[Saved entries]

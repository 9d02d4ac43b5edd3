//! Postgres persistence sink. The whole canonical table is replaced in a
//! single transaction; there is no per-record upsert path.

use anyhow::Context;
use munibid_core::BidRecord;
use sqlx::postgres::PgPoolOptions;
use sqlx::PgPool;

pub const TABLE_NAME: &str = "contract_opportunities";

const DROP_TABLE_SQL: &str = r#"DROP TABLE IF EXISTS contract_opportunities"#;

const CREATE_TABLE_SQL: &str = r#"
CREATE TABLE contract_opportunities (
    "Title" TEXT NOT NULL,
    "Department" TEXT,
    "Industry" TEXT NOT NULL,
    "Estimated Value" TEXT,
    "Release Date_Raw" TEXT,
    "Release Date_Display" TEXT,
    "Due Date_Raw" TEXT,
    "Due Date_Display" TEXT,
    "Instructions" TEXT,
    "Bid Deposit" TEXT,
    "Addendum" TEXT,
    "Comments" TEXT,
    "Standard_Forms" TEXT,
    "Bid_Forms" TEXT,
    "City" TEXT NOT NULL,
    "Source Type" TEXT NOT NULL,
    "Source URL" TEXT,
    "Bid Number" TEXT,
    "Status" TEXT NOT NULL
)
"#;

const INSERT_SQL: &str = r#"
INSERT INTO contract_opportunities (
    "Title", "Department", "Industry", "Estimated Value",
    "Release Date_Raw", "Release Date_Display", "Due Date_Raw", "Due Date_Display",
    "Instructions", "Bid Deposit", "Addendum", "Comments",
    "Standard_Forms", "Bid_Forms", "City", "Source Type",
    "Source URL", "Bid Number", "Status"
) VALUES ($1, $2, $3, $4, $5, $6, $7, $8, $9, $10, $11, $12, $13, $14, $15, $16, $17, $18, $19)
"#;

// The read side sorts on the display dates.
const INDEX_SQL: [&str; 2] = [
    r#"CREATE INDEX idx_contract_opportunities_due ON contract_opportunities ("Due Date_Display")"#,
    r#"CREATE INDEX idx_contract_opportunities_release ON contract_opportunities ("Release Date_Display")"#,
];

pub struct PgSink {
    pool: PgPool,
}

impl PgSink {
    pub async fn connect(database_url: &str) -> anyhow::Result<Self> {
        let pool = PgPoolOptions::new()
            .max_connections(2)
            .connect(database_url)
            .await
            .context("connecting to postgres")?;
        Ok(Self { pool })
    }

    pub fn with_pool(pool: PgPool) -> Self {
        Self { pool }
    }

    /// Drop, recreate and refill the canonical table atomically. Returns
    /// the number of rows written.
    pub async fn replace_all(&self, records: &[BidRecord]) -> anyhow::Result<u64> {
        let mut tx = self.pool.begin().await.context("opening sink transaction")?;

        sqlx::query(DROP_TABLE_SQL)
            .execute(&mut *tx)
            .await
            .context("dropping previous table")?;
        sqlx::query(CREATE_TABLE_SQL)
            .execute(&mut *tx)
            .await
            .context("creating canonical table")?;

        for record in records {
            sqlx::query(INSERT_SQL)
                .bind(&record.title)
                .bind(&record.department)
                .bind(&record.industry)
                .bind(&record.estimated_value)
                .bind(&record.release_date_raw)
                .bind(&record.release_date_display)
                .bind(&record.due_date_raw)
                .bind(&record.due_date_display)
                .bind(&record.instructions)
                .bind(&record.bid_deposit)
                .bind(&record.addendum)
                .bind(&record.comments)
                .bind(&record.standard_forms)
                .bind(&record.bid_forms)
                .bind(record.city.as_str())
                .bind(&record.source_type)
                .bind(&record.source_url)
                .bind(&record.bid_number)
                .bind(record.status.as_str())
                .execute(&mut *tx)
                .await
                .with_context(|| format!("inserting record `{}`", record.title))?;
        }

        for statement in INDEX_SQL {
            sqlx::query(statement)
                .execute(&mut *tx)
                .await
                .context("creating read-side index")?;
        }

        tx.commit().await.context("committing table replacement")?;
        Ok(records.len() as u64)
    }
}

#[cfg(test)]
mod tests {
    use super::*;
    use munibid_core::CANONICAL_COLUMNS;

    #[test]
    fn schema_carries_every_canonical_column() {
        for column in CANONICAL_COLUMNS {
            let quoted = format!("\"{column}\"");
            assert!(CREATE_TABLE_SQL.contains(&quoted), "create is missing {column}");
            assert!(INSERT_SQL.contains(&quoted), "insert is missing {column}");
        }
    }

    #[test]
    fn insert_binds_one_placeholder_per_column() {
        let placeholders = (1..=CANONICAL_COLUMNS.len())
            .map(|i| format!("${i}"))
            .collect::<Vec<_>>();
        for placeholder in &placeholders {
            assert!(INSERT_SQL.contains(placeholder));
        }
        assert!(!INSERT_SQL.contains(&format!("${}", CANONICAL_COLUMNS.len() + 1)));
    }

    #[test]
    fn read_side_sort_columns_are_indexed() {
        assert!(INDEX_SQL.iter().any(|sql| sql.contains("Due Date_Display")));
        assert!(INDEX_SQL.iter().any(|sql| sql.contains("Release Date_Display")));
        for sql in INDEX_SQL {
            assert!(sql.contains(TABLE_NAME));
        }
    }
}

## What needs to be done
Print all of the data exactly as it was given.

## Solution below
repository 9d02d4ac43b5edd3
//! Postgres persistence sink. The whole canonical table is replaced in a
//! single transaction; there is no per-record upsert path.

use anyhow::Context;
use munibid_core::BidRecord;
use sqlx::postgres::PgPoolOptions;
use sqlx::PgPool;

pub const TABLE_NAME: &str = "contract_opportunities";

const DROP_TABLE_SQL: &str = r#"DROP TABLE IF EXISTS contract_opportunities"#;

const CREATE_TABLE_SQL: &str = r#"
CREATE TABLE contract_opportunities (
    "Title" TEXT NOT NULL,
    "Department" TEXT,
    "Industry" TEXT NOT NULL,
    "Estimated Value" TEXT,
    "Release Date_Raw" TEXT,
    "Release Date_Display" TEXT,
    "Due Date_Raw" TEXT,
    "Due Date_Display" TEXT,
    "Instructions" TEXT,
    "Bid Deposit" TEXT,
    "Addendum" TEXT,
    "Comments" TEXT,
    "Standard_Forms" TEXT,
    "Bid_Forms" TEXT,
    "City" TEXT NOT NULL,
    "Source Type" TEXT NOT NULL,
    "Source URL" TEXT,
    "Bid Number" TEXT,
    "Status" TEXT NOT NULL
)
"#;

const INSERT_SQL: &str = r#"
INSERT INTO contract_opportunities (
    "Title", "Department", "Industry", "Estimated Value",
    "Release Date_Raw", "Release Date_Display", "Due Date_Raw", "Due Date_Display",
    "Instructions", "Bid Deposit", "Addendum", "Comments",
    "Standard_Forms", "Bid_Forms", "City", "Source Type",
    "Source URL", "Bid Number", "Status"
) VALUES ($1, $2, $3, $4, $5, $6, $7, $8, $9, $10, $11, $12, $13, $14, $15, $16, $17, $18, $19)
"#;

// The read side sorts on the display dates.
const INDEX_SQL: [&str; 2] = [
    r#"CREATE INDEX idx_contract_opportunities_due ON contract_opportunities ("Due Date_Display")"#,
    r#"CREATE INDEX idx_contract_opportunities_release ON contract_opportunities ("Release Date_Display")"#,
];

pub struct PgSink {
    pool: PgPool,
}

impl PgSink {
    pub async fn connect(database_url: &str) -> anyhow::Result<Self> {
        let pool = PgPoolOptions::new()
            .max_connections(2)
            .connect(database_url)
            .await
            .context("connecting to postgres")?;
        Ok(Self { pool })
    }

    pub fn with_pool(pool: PgPool) -> Self {
        Self { pool }
    }

    /// Drop, recreate and refill the canonical table atomically. Returns
    /// the number of rows written.
    pub async fn replace_all(&self, records: &[BidRecord]) -> anyhow::Result<u64> {
        let mut tx = self.pool.begin().await.context("opening sink transaction")?;

        sqlx::query(DROP_TABLE_SQL)
            .execute(&mut *tx)
            .await
            .context("dropping previous table")?;
        sqlx::query(CREATE_TABLE_SQL)
            .execute(&mut *tx)
            .await
            .context("creating canonical table")?;

        for record in records {
            sqlx::query(INSERT_SQL)
                .bind(&record.title)
                .bind(&record.department)
                .bind(&record.industry)
                .bind(&record.estimated_value)
                .bind(&record.release_date_raw)
                .bind(&record.release_date_display)
                .bind(&record.due_date_raw)
                .bind(&record.due_date_display)
                .bind(&record.instructions)
                .bind(&record.bid_deposit)
                .bind(&record.addendum)
                .bind(&record.comments)
                .bind(&record.standard_forms)
                .bind(&record.bid_forms)
                .bind(record.city.as_str())
                .bind(&record.source_type)
                .bind(&record.source_url)
                .bind(&record.bid_number)
                .bind(record.status.as_str())
                .execute(&mut *tx)
                .await
                .with_context(|| format!("inserting record `{}`", record.title))?;
        }

        for statement in INDEX_SQL {
            sqlx::query(statement)
                .execute(&mut *tx)
                .await
                .context("creating read-side index")?;
        }

        tx.commit().await.context("committing table replacement")?;
        Ok(records.len() as u64)
    }
}

#[cfg(test)]
mod tests {
    use super::*;
    use munibid_core::CANONICAL_COLUMNS;

    #[test]
    fn schema_carries_every_canonical_column() {
        for column in CANONICAL_COLUMNS {
            let quoted = format!("\"{column}\"");
            assert!(CREATE_TABLE_SQL.contains(&quoted), "create is missing {column}");
            assert!(INSERT_SQL.contains(&quoted), "insert is missing {column}");
        }
    }

    #[test]
    fn insert_binds_one_placeholder_per_column() {
        let placeholders = (1..=CANONICAL_COLUMNS.len())
            .map(|i| format!("${i}"))
            .collect::<Vec<_>>();
        for placeholder in &placeholders {
            assert!(INSERT_SQL.contains(placeholder));
        }
        assert!(!INSERT_SQL.contains(&format!("${}", CANONICAL_COLUMNS.len() + 1)));
    }

    #[test]
    fn read_side_sort_columns_are_indexed() {
        assert!(INDEX_SQL.iter().any(|sql| sql.contains("Due Date_Display")));
        assert!(INDEX_SQL.iter().any(|sql| sql.contains("Release Date_Display")));
        for sql in INDEX_SQL {
            assert!(sql.contains(TABLE_NAME));
        }
    }
}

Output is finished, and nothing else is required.